ERD has three research opportunities with the National Research Council, called Climate Change and Fisheries Populations, Climate and Eastern Ocean Systems, and Fisheries Oceanography. These opportunities are duplicated below and are rather broad in scope. Applicants are wise to contact an advisor to discuss ideas for a research proposal and to assure that the proposed research is consistent with the laboratory's research effort (further information on ERD's research is available on the homepage). Current topics of interest in the Fisheries Oceanography topic area include the following:


Climate Change and Fisheries Populations

ADVISOR: Franklin Schwing  (Franklin.Schwing@noaa.gov);   (831) 648-9034

A number of commercially important fish populations respond to changes in environmental conditions on interannual and longer time scales. To relate physical variability to fluctuations in marine populations, we must understand how the ocean varies in space and time-particularly the primary patterns, sources, and mechanisms of interannual to decadal variability. We are investigating changes in the ocean on decadal scales, and are attempting to determine the physical mechanisms that lead to these changes.
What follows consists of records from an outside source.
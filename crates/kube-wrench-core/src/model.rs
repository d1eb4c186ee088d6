//! Read-only snapshots of cluster objects.
//!
//! Snapshots are built once per scan pass from query results and dropped when
//! the pass ends. They carry only what the diagnosis engine inspects.

use std::collections::BTreeMap;

use chrono::{DateTime, Utc};
use serde::{Deserialize, Serialize};

use crate::reason::{TerminatedReason, WaitingReason};

/// A namespace and its lifecycle phase.
#[derive(Debug, Clone, PartialEq, Eq, Serialize, Deserialize)]
pub struct NamespaceInfo {
    /// Namespace name.
    pub name: String,
    /// `Active` or `Terminating`, when reported.
    pub phase: Option<String>,
}

impl NamespaceInfo {
    /// Create a namespace entry with no phase.
    #[must_use]
    pub fn named(name: impl Into<String>) -> Self {
        Self {
            name: name.into(),
            phase: None,
        }
    }
}

/// Phase of the pod lifecycle.
#[derive(Debug, Clone, Copy, PartialEq, Eq, Hash, Serialize, Deserialize)]
#[serde(rename_all = "snake_case")]
pub enum PodPhase {
    /// Accepted but not all containers are running.
    Pending,
    /// Bound to a node with at least one container running.
    Running,
    /// All containers terminated successfully.
    Succeeded,
    /// All containers terminated and at least one failed.
    Failed,
    /// The pod state could not be obtained.
    Unknown,
    /// Any phase string Kubernetes does not define.
    Invalid,
}

impl PodPhase {
    /// Parse a pod phase from a Kubernetes phase string.
    #[must_use]
    pub fn from_k8s_phase(phase: &str) -> Self {
        match phase {
            "Pending" => Self::Pending,
            "Running" => Self::Running,
            "Succeeded" => Self::Succeeded,
            "Failed" => Self::Failed,
            "Unknown" => Self::Unknown,
            _ => Self::Invalid,
        }
    }
}

/// A pod condition as reported in `status.conditions`.
#[derive(Debug, Clone, PartialEq, Eq, Serialize, Deserialize)]
pub struct PodCondition {
    /// Condition type, e.g. `PodScheduled`.
    #[serde(rename = "type")]
    pub type_: String,
    /// `True`, `False` or `Unknown`.
    pub status: String,
    /// Machine-readable reason.
    pub reason: Option<String>,
    /// Human-readable message.
    pub message: Option<String>,
}

/// A volume declared by the pod.
#[derive(Debug, Clone, PartialEq, Eq, Serialize, Deserialize)]
#[serde(tag = "kind", rename_all = "snake_case")]
pub enum VolumeReference {
    /// A secret volume.
    Secret {
        /// Secret name.
        name: String,
    },
    /// A config map volume.
    ConfigMap {
        /// Config map name.
        name: String,
    },
    /// A persistent volume claim.
    Pvc {
        /// Claim name.
        claim_name: String,
    },
    /// Any other volume source.
    Other {
        /// Volume name.
        name: String,
    },
}

/// The container fields the diagnosis reads from the pod spec.
#[derive(Debug, Clone, PartialEq, Eq, Serialize, Deserialize)]
pub struct ContainerSpec {
    /// Container name.
    pub name: String,
    /// Image reference.
    pub image: Option<String>,
    /// `Always`, `IfNotPresent` or `Never`.
    pub image_pull_policy: Option<String>,
}

/// Current state of a container.
#[derive(Debug, Clone, PartialEq, Eq, Serialize, Deserialize)]
#[serde(tag = "state", rename_all = "snake_case")]
pub enum ContainerState {
    /// The container is running.
    Running {
        /// When the container started.
        started_at: Option<DateTime<Utc>>,
    },
    /// The container is waiting to start.
    Waiting {
        /// Why it is waiting.
        reason: WaitingReason,
        /// Detail from the kubelet.
        message: Option<String>,
    },
    /// The container has terminated.
    Terminated {
        /// Why it terminated.
        reason: TerminatedReason,
        /// Detail from the kubelet.
        message: Option<String>,
        /// Process exit code.
        exit_code: i32,
        /// When the container finished.
        finished_at: Option<DateTime<Utc>>,
    },
}

/// Runtime status of one container.
#[derive(Debug, Clone, PartialEq, Eq, Serialize, Deserialize)]
pub struct ContainerStatus {
    /// Container name.
    pub name: String,
    /// Whether the container passes its readiness probe.
    pub ready: bool,
    /// Number of restarts.
    pub restart_count: u32,
    /// Image reference.
    pub image: String,
    /// Pull policy taken from the matching container spec.
    pub image_pull_policy: Option<String>,
    /// Current state; `None` when the container is not yet scheduled.
    pub state: Option<ContainerState>,
}

/// Snapshot of a pod.
#[derive(Debug, Clone, PartialEq, Eq, Serialize, Deserialize)]
pub struct PodSnapshot {
    /// Pod name.
    pub name: String,
    /// Owning namespace.
    pub namespace: String,
    /// Raw phase string as reported by the API server.
    pub phase: String,
    /// Node the pod is assigned to.
    pub node_name: Option<String>,
    /// Pod IP address.
    pub pod_ip: Option<String>,
    /// Pod labels.
    pub labels: BTreeMap<String, String>,
    /// Declared volumes.
    pub volumes: Vec<VolumeReference>,
    /// Container specs.
    pub containers: Vec<ContainerSpec>,
    /// Names of the image pull secrets.
    pub image_pull_secrets: Vec<String>,
    /// Pod conditions.
    pub conditions: Vec<PodCondition>,
    /// Container statuses; `None` when the API reported none.
    pub container_statuses: Option<Vec<ContainerStatus>>,
}

impl PodSnapshot {
    /// Create a pod snapshot with the given phase and nothing else.
    #[must_use]
    pub fn new(
        namespace: impl Into<String>,
        name: impl Into<String>,
        phase: impl Into<String>,
    ) -> Self {
        Self {
            name: name.into(),
            namespace: namespace.into(),
            phase: phase.into(),
            node_name: None,
            pod_ip: None,
            labels: BTreeMap::new(),
            volumes: Vec::new(),
            containers: Vec::new(),
            image_pull_secrets: Vec::new(),
            conditions: Vec::new(),
            container_statuses: None,
        }
    }

    /// Parsed pod phase.
    #[must_use]
    pub fn phase(&self) -> PodPhase {
        PodPhase::from_k8s_phase(&self.phase)
    }

    /// Check if the pod declares any image pull secret.
    #[must_use]
    pub fn has_pull_secrets(&self) -> bool {
        !self.image_pull_secrets.is_empty()
    }

    /// Find a container spec by name.
    #[must_use]
    pub fn container_spec(&self, name: &str) -> Option<&ContainerSpec> {
        self.containers.iter().find(|c| c.name == name)
    }
}

/// Used and hard values for one quota resource, as raw quantity strings.
#[derive(Debug, Clone, PartialEq, Eq, Default, Serialize, Deserialize)]
pub struct QuotaUsage {
    /// Amount in use; empty when the API reported none.
    pub used: String,
    /// Hard limit.
    pub hard: String,
}

/// Snapshot of a resource quota.
#[derive(Debug, Clone, PartialEq, Eq, Serialize, Deserialize)]
pub struct ResourceQuotaSnapshot {
    /// Owning namespace.
    pub namespace: String,
    /// Quota name.
    pub name: String,
    /// Resource key (`cpu`, `requests.memory`, `pods`, ...) to usage.
    pub resources: BTreeMap<String, QuotaUsage>,
}

impl ResourceQuotaSnapshot {
    /// Create an empty quota snapshot.
    #[must_use]
    pub fn new(namespace: impl Into<String>, name: impl Into<String>) -> Self {
        Self {
            namespace: namespace.into(),
            name: name.into(),
            resources: BTreeMap::new(),
        }
    }

    /// Add a resource with its used and hard quantities.
    #[must_use]
    pub fn with_resource(
        mut self,
        key: impl Into<String>,
        used: impl Into<String>,
        hard: impl Into<String>,
    ) -> Self {
        self.resources.insert(
            key.into(),
            QuotaUsage {
                used: used.into(),
                hard: hard.into(),
            },
        );
        self
    }
}

/// Snapshot of a secret or config map: its name and data keys.
#[derive(Debug, Clone, PartialEq, Eq, Serialize, Deserialize)]
pub struct DataObjectSnapshot {
    /// Object name.
    pub name: String,
    /// Keys present in `data` (and `binaryData` / `stringData`).
    pub keys: Vec<String>,
}

/// Snapshot of a persistent volume claim.
#[derive(Debug, Clone, PartialEq, Eq, Serialize, Deserialize)]
pub struct PvcSnapshot {
    /// Claim name.
    pub name: String,
    /// `Bound`, `Pending`, `Lost`, when reported.
    pub phase: Option<String>,
}

/// A Kubernetes event.
#[derive(Debug, Clone, PartialEq, Eq, Serialize, Deserialize)]
pub struct EventSnapshot {
    /// `Normal` or `Warning`.
    #[serde(rename = "type")]
    pub type_: String,
    /// Machine-readable reason.
    pub reason: Option<String>,
    /// Human-readable message.
    pub message: Option<String>,
    /// Kind of the involved object.
    pub involved_kind: Option<String>,
    /// Name of the involved object.
    pub involved_name: Option<String>,
    /// Component instance that reported the event, usually a node.
    pub reporting_instance: Option<String>,
}

impl EventSnapshot {
    /// Check if this is a warning event.
    #[must_use]
    pub fn is_warning(&self) -> bool {
        self.type_ != "Normal"
    }

    /// Check if the event involves the given pod.
    #[must_use]
    pub fn involves_pod(&self, pod_name: &str) -> bool {
        self.involved_kind.as_deref().unwrap_or("Pod") == "Pod"
            && self.involved_name.as_deref() == Some(pod_name)
    }
}

/// Snapshot of a service.
#[derive(Debug, Clone, PartialEq, Eq, Serialize, Deserialize)]
pub struct ServiceSnapshot {
    /// Service name.
    pub name: String,
    /// `ClusterIP`, `NodePort`, `LoadBalancer` or `ExternalName`.
    #[serde(rename = "type")]
    pub type_: String,
    /// Pod selector.
    pub selector: BTreeMap<String, String>,
    /// Node port of the first port, when set.
    pub node_port: Option<i32>,
    /// Load balancer hostnames or IPs.
    pub load_balancer_hosts: Vec<String>,
}

impl ServiceSnapshot {
    /// Check if the service selects a pod with the given labels.
    ///
    /// A service without selector selects nothing.
    #[must_use]
    pub fn selects(&self, labels: &BTreeMap<String, String>) -> bool {
        !self.selector.is_empty()
            && self
                .selector
                .iter()
                .all(|(key, value)| labels.get(key) == Some(value))
    }
}

/// One routed path of an ingress.
#[derive(Debug, Clone, PartialEq, Eq, Serialize, Deserialize)]
pub struct IngressPath {
    /// Rule host.
    pub host: Option<String>,
    /// Path, `/` when unset.
    pub path: String,
    /// `Prefix`, `Exact` or `ImplementationSpecific`.
    pub path_type: Option<String>,
    /// Backend service name.
    pub backend_service: Option<String>,
}

/// Snapshot of an ingress.
#[derive(Debug, Clone, PartialEq, Eq, Serialize, Deserialize)]
pub struct IngressSnapshot {
    /// Ingress name.
    pub name: String,
    /// Flattened rule paths.
    pub paths: Vec<IngressPath>,
}

#[cfg(test)]
mod tests {
    use super::*;

    #[test]
    fn pod_phase_from_k8s() {
        assert_eq!(PodPhase::from_k8s_phase("Pending"), PodPhase::Pending);
        assert_eq!(PodPhase::from_k8s_phase("Running"), PodPhase::Running);
        assert_eq!(PodPhase::from_k8s_phase("Succeeded"), PodPhase::Succeeded);
        assert_eq!(PodPhase::from_k8s_phase("Failed"), PodPhase::Failed);
        assert_eq!(PodPhase::from_k8s_phase("Unknown"), PodPhase::Unknown);
        assert_eq!(PodPhase::from_k8s_phase("Evicted"), PodPhase::Invalid);
        assert_eq!(PodPhase::from_k8s_phase(""), PodPhase::Invalid);
    }

    #[test]
    fn service_selector_matching() {
        let mut labels = BTreeMap::new();
        labels.insert("app".to_string(), "web".to_string());
        labels.insert("tier".to_string(), "frontend".to_string());

        let mut svc = ServiceSnapshot {
            name: "web".to_string(),
            type_: "ClusterIP".to_string(),
            selector: BTreeMap::new(),
            node_port: None,
            load_balancer_hosts: Vec::new(),
        };
        assert!(!svc.selects(&labels));

        svc.selector.insert("app".to_string(), "web".to_string());
        assert!(svc.selects(&labels));

        svc.selector.insert("tier".to_string(), "backend".to_string());
        assert!(!svc.selects(&labels));
    }

    #[test]
    fn event_matching() {
        let event = EventSnapshot {
            type_: "Warning".to_string(),
            reason: Some("FailedMount".to_string()),
            message: None,
            involved_kind: Some("Pod".to_string()),
            involved_name: Some("web-0".to_string()),
            reporting_instance: None,
        };
        assert!(event.is_warning());
        assert!(event.involves_pod("web-0"));
        assert!(!event.involves_pod("web-1"));
    }

    #[test]
    fn container_state_serializes_with_tag() {
        let state = ContainerState::Waiting {
            reason: WaitingReason::CrashLoopBackOff,
            message: None,
        };
        let json = serde_json::to_value(&state).unwrap();
        assert_eq!(json["state"], "waiting");
        assert_eq!(json["reason"], "CrashLoopBackOff");
    }
}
Our objective is to develop indices of environmental conditions that can be applied to fisheries recruitment and population dynamics problems. This is done by using traditional and innovative statistical methods to analyze historical environmental data sets such as the COADS, MOODS, WODB and the NCEP re-analysis. We also seek straightforward algorithms for the near-real-time estimation of important physical oceanic fields (e.g., transport, mixed layer depth, biologically effective upwelling) from readily available variables. The Associate will work with a team of scientists that are part of national climate research programs. These include the US GLOBEC Northeast Pacific program, investigating the role of climate change on marine populations in the productive ecosystems of the North Pacific Ocean, and the NOAA Fisheries and the Oceans (FATE) program, developing leading indicators of marine ecological change.


Climate and Eastern Ocean Systems

ADVISOR: R. Mendelssohn  (Roy.Mendelssohn@noaa.gov);   (831) 648-9029

The objective of this project is to study climate change and the possible effects of such change on marine resources in eastern boundary ocean systems. Research includes separating local from global variability in both oceanic and biological time series, looking for evidence of regime changes, and determining the socio-economic impact resulting from climate change. Emphasis is placed on comparing across ecologically similar eastern ocean systems to gain greater "degrees of freedom". We welcome statistical studies in developing methods for nonstationary spectral estimation, change-point problems in time series, nonlinear and nongaussian state-space models, factor estimation in state-space models, and hidden Markov changes. Easy access to worldwide surface and subsurface oceanographic data is also available, as well as extensive fisheries data bases from the various eastern ocean system regions.


Fisheries Oceanography

ADVISOR: Franklin B. Schwing (Franklin.Schwing@noaa.gov) ;   (831) 648-9034

The Environmental Research Division (ERD) conducts research to understand the effects of natural environmental variability on marine resource populations. ERD's broad research scope includes disciplines from physical oceanography, to fisheries biology, to mathematical modeling, using a cooperative team approach. We collaborate with the US Navy's Fleet Numerical Meteorology and Oceanography Center, which provides access to available real-time products and archived historical data files on marine weather and ocean conditions. This represents a unique resource for research in fisheries oceanography. Opportunities exist in the following areas: (1) specifying linkages of environmental processes to population dynamics of important fish stocks; (2) accounting for natural environmental variance, which currently obscures important signals (e.g., stock-recruitment relationships, multispecies interactions, habitat degradation, and/or pollution) essential for managing human impacts on marine populations; (3) developing methods to effectively forecast effects of environmental variations on availability of fish and on resilience of fish populations to exploitation; (4) assessing the effects of global climate change on oceanographic processes important to fish populations; and (5) using new approaches and technologies to characterize and evaluate marine fisheries habitat. We are particularly interested in the application of remote-sensing technology to these problems as well as the application of archival tags for evaluating habitat use in pelagic organisms.